Etanol de cana é bom ou ruim?
- Etanol de cana é bom ou ruim? Depende de como será o uso do solo e a produtividade para o crescimento da demanda;
- “Do ponto de vista ambiental, sabe-se que o etanol é menos emissor do que os combustíveis fósseis, mas, com o aumento da demanda, o etanol será bom se não colaborar com o aumento do desmatamento e consequências nocivas para a biodiversidade. Além disso, pode ser um caminho importante na transição energética”, diz o professor da FGV;
- Hoje, mais de 85% do etanol vendido no Brasil é certificado pelo RenovaBio, garantindo a rastreabilidade da cadeia e ausência de desmatamento direto e indireto;
- Assim, trata-se também de questão de negócio, de modo que companhias e fazendeiros sigam as diretrizes para operar;
- No Brasil, o etanol de cana também tem vantagem em relação, por exemplo, ao crescimento da demanda dos veículos elétricos por não serem necessárias mudanças no processo produtivo e de abastecimento ante combustíveis fósseis;
- “À medida que as frotas sejam eletrificadas ou passem a usar novos combustíveis, como o hidrogênio verde, o etanol segue com papel importante no processo de transição para o fim do uso de fósseis, mas, novamente, desde que políticas mitiguem a expansão agrícola indevida”, salienta Sant’Anna.
A produção de biocombustíveis no Brasil atingiu recorde em 2023. Juntos, etanol e biodiesel somaram quase 43 bilhões de litros produzidos, segundo a Agência Nacional do Petróleo, Gás e Biocombustíveis (ANP).

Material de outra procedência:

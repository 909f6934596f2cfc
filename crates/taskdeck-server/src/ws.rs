//! Live dashboard feed over WebSocket.
//!
//! A connection is subscribed for its whole lifetime: it first receives the
//! status and task-list snapshot, then every broadcast event. The only client
//! message understood is `{"type": "ping"}`, answered with `{"type": "pong"}`.

use axum::extract::State;
use axum::extract::ws::{Message, WebSocket, WebSocketUpgrade};
use axum::response::IntoResponse;
use futures::{SinkExt, StreamExt};
use serde::Deserialize;
use taskdeck_core::event::DashboardEvent;

use crate::AppState;

#[derive(Debug, Deserialize)]
struct ClientMessage {
    #[serde(rename = "type")]
    kind: String,
}

/// Reply for a client text frame, if any.
fn reply_to(text: &str) -> Option<DashboardEvent> {
    match serde_json::from_str::<ClientMessage>(text) {
        Ok(message) if message.kind == "ping" => Some(DashboardEvent::Pong),
        Ok(message) => {
            tracing::debug!(kind = %message.kind, "ignoring client message");
            None
        }
        Err(e) => {
            tracing::debug!(error = %e, "malformed client message");
            None
        }
    }
}

pub async fn upgrade(State(state): State<AppState>, ws: WebSocketUpgrade) -> impl IntoResponse {
    ws.on_upgrade(move |socket| handle_connection(socket, state))
}

async fn handle_connection(socket: WebSocket, state: AppState) {
    let (mut sender, mut receiver) = socket.split();
    let mut subscription = state.orchestrator.subscribe().await;
    let subscriber_id = subscription.id();
    tracing::info!(subscriber_id, "dashboard connected");

    loop {
        let outgoing = tokio::select! {
            event = subscription.recv() => match event {
                Some(event) => event,
                None => {
                    tracing::warn!(subscriber_id, "subscription dropped by broadcaster");
                    break;
                }
            },
            incoming = receiver.next() => match incoming {
                Some(Ok(Message::Text(text))) => match reply_to(text.as_str()) {
                    Some(reply) => reply,
                    None => continue,
                },
                Some(Ok(Message::Close(_))) | None => break,
                Some(Ok(_)) => continue,
                Some(Err(e)) => {
                    tracing::debug!(subscriber_id, error = %e, "websocket receive error");
                    break;
                }
            },
        };

        let payload = match serde_json::to_string(&outgoing) {
            Ok(payload) => payload,
            Err(e) => {
                tracing::error!(subscriber_id, error = %e, "failed to encode event");
                continue;
            }
        };
        if sender.send(Message::Text(payload.into())).await.is_err() {
            break;
        }
    }

    state.orchestrator.unsubscribe(subscriber_id);
    tracing::info!(subscriber_id, "dashboard disconnected");
}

O etanol registrou aumento de 15,5%, sendo mais de 35 bilhões de litros produzidos. O etanol hidratado cresceu 16%, enquanto o etanol anidro, misturado à gasolina, aumentou 13,5%. Em 2023, as vendas de gasolina e etanol subiram 6,2%, para 62,2 bilhões de litros.
Isto se deve, por exemplo, às práticas de subsídios tributários ao derivado do petróleo, o que deixa a gasolina competitiva no mercado. O etanol, por sua vez, é considerado vantajoso para o motorista quando custa menos de 70% do preço da gasolina.
Valente opina que combustíveis menos emissores do que os fósseis são a chave para a descarbonização, mas se utilizados coexistentemente. “Enquanto a frota elétrica faz sentido para pequenas distâncias e o hidrogênio verde está em fase de desenvolvimento, o etanol segue como combustível versátil que pode atuar com outras opções de biocombustíveis”, finaliza.